(Dataset entries)
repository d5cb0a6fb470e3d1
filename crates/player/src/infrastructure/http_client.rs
//! reqwest adapter for [`RawApiPort`].

use std::time::Duration;

use reqwest::{Client, Response};
use serde_json::Value;
use url::Url;

use rpgpt_shared::ErrorResponse;

use crate::ports::outbound::{ApiError, RawApiPort};

/// Engine address used when `RPGPT_ENGINE_URL` is unset.
pub const DEFAULT_ENGINE_URL: &str = "http://localhost:5001";

/// Long enough for a slow completion on `POST /api/choice`.
const REQUEST_TIMEOUT_SECS: u64 = 180;

#[derive(Clone)]
pub struct ApiAdapter {
    client: Client,
    base_url: Url,
}

impl ApiAdapter {
    pub fn new(base_url: Url) -> Self {
        let client = Client::builder()
            .timeout(Duration::from_secs(REQUEST_TIMEOUT_SECS))
            .build()
            .unwrap_or_else(|_| Client::new());
        Self { client, base_url }
    }

    /// Parse `raw` as the engine base URL.
    pub fn from_url(raw: &str) -> Result<Self, ApiError> {
        let base_url = Url::parse(raw.trim()).map_err(|e| ApiError::InvalidUrl(e.to_string()))?;
        Ok(Self::new(base_url))
    }

    /// Read `RPGPT_ENGINE_URL`, falling back to [`DEFAULT_ENGINE_URL`].
    pub fn from_env() -> Result<Self, ApiError> {
        let raw = std::env::var("RPGPT_ENGINE_URL")
            .ok()
            .filter(|v| !v.trim().is_empty())
            .unwrap_or_else(|| DEFAULT_ENGINE_URL.to_string());
        Self::from_url(&raw)
    }

    pub fn base_url(&self) -> &Url {
        &self.base_url
    }

    fn endpoint(&self, path: &str) -> Result<Url, ApiError> {
        self.base_url
            .join(path)
            .map_err(|e| ApiError::InvalidUrl(e.to_string()))
    }
}

#[async_trait::async_trait]
impl RawApiPort for ApiAdapter {
    async fn get_json(&self, path: &str) -> Result<Value, ApiError> {
        let url = self.endpoint(path)?;
        tracing::debug!(%url, "GET");
        let response = self
            .client
            .get(url)
            .send()
            .await
            .map_err(|e| ApiError::RequestFailed(e.to_string()))?;
        decode(response).await
    }

    async fn post_json(&self, path: &str, body: &Value) -> Result<Value, ApiError> {
        let url = self.endpoint(path)?;
        tracing::debug!(%url, "POST");
        let response = self
            .client
            .post(url)
            .json(body)
            .send()
            .await
            .map_err(|e| ApiError::RequestFailed(e.to_string()))?;
        decode(response).await
    }
}

async fn decode(response: Response) -> Result<Value, ApiError> {
    let status = response.status();
    let text = response
        .text()
        .await
        .map_err(|e| ApiError::RequestFailed(e.to_string()))?;

    if !status.is_success() {
        return Err(ApiError::HttpError {
            status: status.as_u16(),
            message: error_message(&text),
        });
    }
    serde_json::from_str(&text).map_err(|e| ApiError::ParseError(e.to_string()))
}

/// The `error` field of an engine error body, or the raw body otherwise.
fn error_message(body: &str) -> String {
    serde_json::from_str::<ErrorResponse>(body)
        .map(|e| e.error)
        .unwrap_or_else(|_| body.trim().to_string())
}

#[cfg(test)]
mod tests {
    use super::*;

    #[test]
    fn test_endpoint_joins_route_paths() {
        let adapter = ApiAdapter::from_url("http://localhost:5001").unwrap();
        assert_eq!(
            adapter.endpoint(rpgpt_shared::routes::STATE).unwrap().as_str(),
            "http://localhost:5001/api/state"
        );
    }

    #[test]
    fn test_absolute_route_replaces_base_path() {
        let adapter = ApiAdapter::from_url("http://example.com/ignored/").unwrap();
        assert_eq!(
            adapter.endpoint("/api/choice").unwrap().as_str(),
            "http://example.com/api/choice"
        );
    }

    #[test]
    fn test_invalid_base_url() {
        assert!(matches!(
            ApiAdapter::from_url("not a url"),
            Err(ApiError::InvalidUrl(_))
        ));
    }

    #[test]
    fn test_error_message_prefers_error_field() {
        assert_eq!(error_message(r#"{"error":"Invalid choice"}"#), "Invalid choice");
        assert_eq!(error_message("Bad Gateway\n"), "Bad Gateway");
    }
}
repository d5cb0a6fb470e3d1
//! Player port definitions.

pub mod outbound;
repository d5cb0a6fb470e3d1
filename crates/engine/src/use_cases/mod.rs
//! Use cases - User story orchestration.
//!
//! Each module contains use cases for a specific domain area.

pub mod story;

pub use story::StoryUseCases;
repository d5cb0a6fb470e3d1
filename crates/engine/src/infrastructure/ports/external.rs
//! External service port traits (completion service).

use async_trait::async_trait;

use super::error::LlmError;

/// One story turn sent to the completion service.
///
/// The prompt travels as a single system message; there is no chat history.
#[derive(Debug, Clone, PartialEq)]
pub struct LlmRequest {
    pub prompt: String,
    pub max_tokens: Option<u32>,
    /// Left to the provider when `None`
    pub temperature: Option<f32>,
}

impl LlmRequest {
    pub fn new(prompt: impl Into<String>) -> Self {
        Self {
            prompt: prompt.into(),
            max_tokens: None,
            temperature: None,
        }
    }

    pub fn with_max_tokens(mut self, max_tokens: Option<u32>) -> Self {
        self.max_tokens = max_tokens;
        self
    }

    pub fn with_temperature(mut self, temperature: Option<f32>) -> Self {
        self.temperature = temperature;
        self
    }
}

/// Raw completion text plus what the provider reported about it.
#[derive(Debug, Clone)]
pub struct LlmResponse {
    pub content: String,
    pub finish_reason: FinishReason,
    pub usage: Option<TokenUsage>,
}

impl LlmResponse {
    /// A finished response carrying just `content`.
    pub fn text(content: impl Into<String>) -> Self {
        Self {
            content: content.into(),
            finish_reason: FinishReason::Stop,
            usage: None,
        }
    }
}

#[derive(Debug, Clone, Copy, PartialEq, Eq)]
pub enum FinishReason {
    Stop,
    /// Cut off at `max_tokens`
    Length,
    ContentFilter,
    Unknown,
}

#[derive(Debug, Clone, Copy, PartialEq, Eq)]
pub struct TokenUsage {
    pub prompt_tokens: u32,
    pub completion_tokens: u32,
}

#[cfg_attr(test, mockall::automock)]
#[async_trait]
pub trait LlmPort: Send + Sync {
    async fn generate(&self, request: LlmRequest) -> Result<LlmResponse, LlmError>;
}
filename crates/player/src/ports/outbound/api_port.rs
//! Errors shared by every engine call.

/// Failure talking to the engine.
#[derive(Debug, Clone, PartialEq, Eq, thiserror::Error)]
pub enum ApiError {
    /// The request never produced a response (connection refused, timeout)
    #[error("Request failed: {0}")]
    RequestFailed(String),
    /// The engine answered with a non-2xx status
    #[error("Engine returned {status}: {message}")]
    HttpError { status: u16, message: String },
    /// The response body was not the expected JSON
    #[error("Failed to parse response: {0}")]
    ParseError(String),
    #[error("Failed to serialize request: {0}")]
    SerializeError(String),
    #[error("Invalid URL: {0}")]
    InvalidUrl(String),
}
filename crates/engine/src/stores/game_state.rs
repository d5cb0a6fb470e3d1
//! Game state storage for runtime state.
//!
//! Holds the one [`GameState`] the engine serves. Readers take a snapshot
//! under a read lock. Writers first take the turn lock through
//! [`GameStateStore::begin_turn`], so an advance that is waiting on the
//! completion service and a concurrent load cannot overwrite each other,
//! while readers keep seeing the last committed state.

use tokio::sync::{Mutex, MutexGuard, RwLock};

use rpgpt_domain::GameState;

pub struct GameStateStore {
    state: RwLock<GameState>,
    turn: Mutex<()>,
}

impl GameStateStore {
    pub fn new(initial: GameState) -> Self {
        Self {
            state: RwLock::new(initial),
            turn: Mutex::new(()),
        }
    }

    /// Store starting from the seed state.
    pub fn seeded() -> Self {
        Self::new(GameState::seed())
    }

    /// Clone of the last committed state.
    pub async fn snapshot(&self) -> GameState {
        self.state.read().await.clone()
    }

    /// Wait for exclusive write access. Held until the guard is dropped or committed.
    pub async fn begin_turn(&self) -> TurnGuard<'_> {
        let lock = self.turn.lock().await;
        TurnGuard { store: self, _lock: lock }
    }
}

impl Default for GameStateStore {
    fn default() -> Self {
        Self::seeded()
    }
}

/// Exclusive write access to a [`GameStateStore`].
pub struct TurnGuard<'a> {
    store: &'a GameStateStore,
    _lock: MutexGuard<'a, ()>,
}

impl TurnGuard<'_> {
    /// State as of the start of this turn. Stable while the guard is held.
    pub async fn current(&self) -> GameState {
        self.store.snapshot().await
    }

    /// Replace the whole state and release the turn.
    pub async fn commit(self, state: GameState) {
        *self.store.state.write().await = state;
    }
}

#[cfg(test)]
mod tests {
    use super::*;
    use rpgpt_domain::StoryBeat;
    use std::sync::Arc;
    use std::time::Duration;

    #[tokio::test]
    async fn test_starts_from_seed() {
        let store = GameStateStore::default();
        assert_eq!(store.snapshot().await, GameState::seed());
    }

    #[tokio::test]
    async fn test_commit_replaces_state() {
        let store = GameStateStore::seeded();
        let next = GameState::new("A cave.", vec!["Enter".into()]);

        let turn = store.begin_turn().await;
        turn.commit(next.clone()).await;

        assert_eq!(store.snapshot().await, next);
    }

    #[tokio::test]
    async fn test_dropped_turn_leaves_state_untouched() {
        let store = GameStateStore::seeded();
        {
            let turn = store.begin_turn().await;
            let mut state = turn.current().await;
            state
                .advance(
                    "Go north",
                    StoryBeat {
                        content: "Hills.".into(),
                        choices: vec!["Climb".into()],
                    },
                )
                .unwrap();
        }
        assert_eq!(store.snapshot().await, GameState::seed());
    }

    #[tokio::test]
    async fn test_readers_do_not_wait_for_an_open_turn() {
        let store = GameStateStore::seeded();
        let _turn = store.begin_turn().await;

        let snapshot = tokio::time::timeout(Duration::from_millis(100), store.snapshot())
            .await
            .expect("snapshot blocked behind the turn lock");
        assert_eq!(snapshot, GameState::seed());
    }

    #[tokio::test]
    async fn test_turns_are_serialized() {
        let store = Arc::new(GameStateStore::seeded());
        let first = store.begin_turn().await;

        let waiter = {
            let store = store.clone();
            tokio::spawn(async move {
                let turn = store.begin_turn().await;
                let seen = turn.current().await;
                turn.commit(GameState::new("second", vec![])).await;
                seen
            })
        };

        tokio::time::sleep(Duration::from_millis(20)).await;
        assert!(!waiter.is_finished());

        first.commit(GameState::new("first", vec![])).await;

        let seen_by_second = waiter.await.unwrap();
        assert_eq!(seen_by_second.content, "first");
        assert_eq!(store.snapshot().await.content, "second");
    }
}
//! Character-by-character text reveal.

/// Delay between revealed characters.
pub const REVEAL_INTERVAL_MS: u64 = 10;

/// Every non-empty prefix of `text`, growing one character at a time.
///
/// Steps by `char`, not byte, so multi-byte characters appear whole.
pub fn reveal_prefixes(text: &str) -> impl Iterator<Item = &str> + '_ {
    text.char_indices()
        .map(move |(index, ch)| &text[..index + ch.len_utf8()])
}
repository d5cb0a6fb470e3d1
//! Read-only access to the current game state.

use std::sync::Arc;

use rpgpt_domain::GameState;

use crate::stores::GameStateStore;

/// Return the current state verbatim.
pub struct GetState {
    store: Arc<GameStateStore>,
}

impl GetState {
    pub fn new(store: Arc<GameStateStore>) -> Self {
        Self { store }
    }

    pub async fn execute(&self) -> GameState {
        self.store.snapshot().await
    }
}

/// Export the current state for writing to a save file.
///
/// Same data as [`GetState`]; the HTTP layer marks the response as a download.
pub struct SaveState {
    store: Arc<GameStateStore>,
}

impl SaveState {
    pub fn new(store: Arc<GameStateStore>) -> Self {
        Self { store }
    }

    pub async fn execute(&self) -> GameState {
        let state = self.store.snapshot().await;
        tracing::debug!(turns = state.history.len(), "Exporting game state");
        state
    }
}

#[cfg(test)]
mod tests {
    use super::*;

    #[tokio::test]
    async fn test_get_and_save_return_the_same_state() {
        let state = GameState::new("A cave.", vec!["Enter".into(), "Leave".into()]);
        let store = Arc::new(GameStateStore::new(state.clone()));

        assert_eq!(GetState::new(store.clone()).execute().await, state);
        assert_eq!(SaveState::new(store).execute().await, state);
    }
}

The task.
Looking at the entries above, copy out every line in which "trim" occurs.

Solution.
        let base_url = Url::parse(raw.trim()).map_err(|e| ApiError::InvalidUrl(e.to_string()))?;
            .filter(|v| !v.trim().is_empty())
        .unwrap_or_else(|_| body.trim().to_string())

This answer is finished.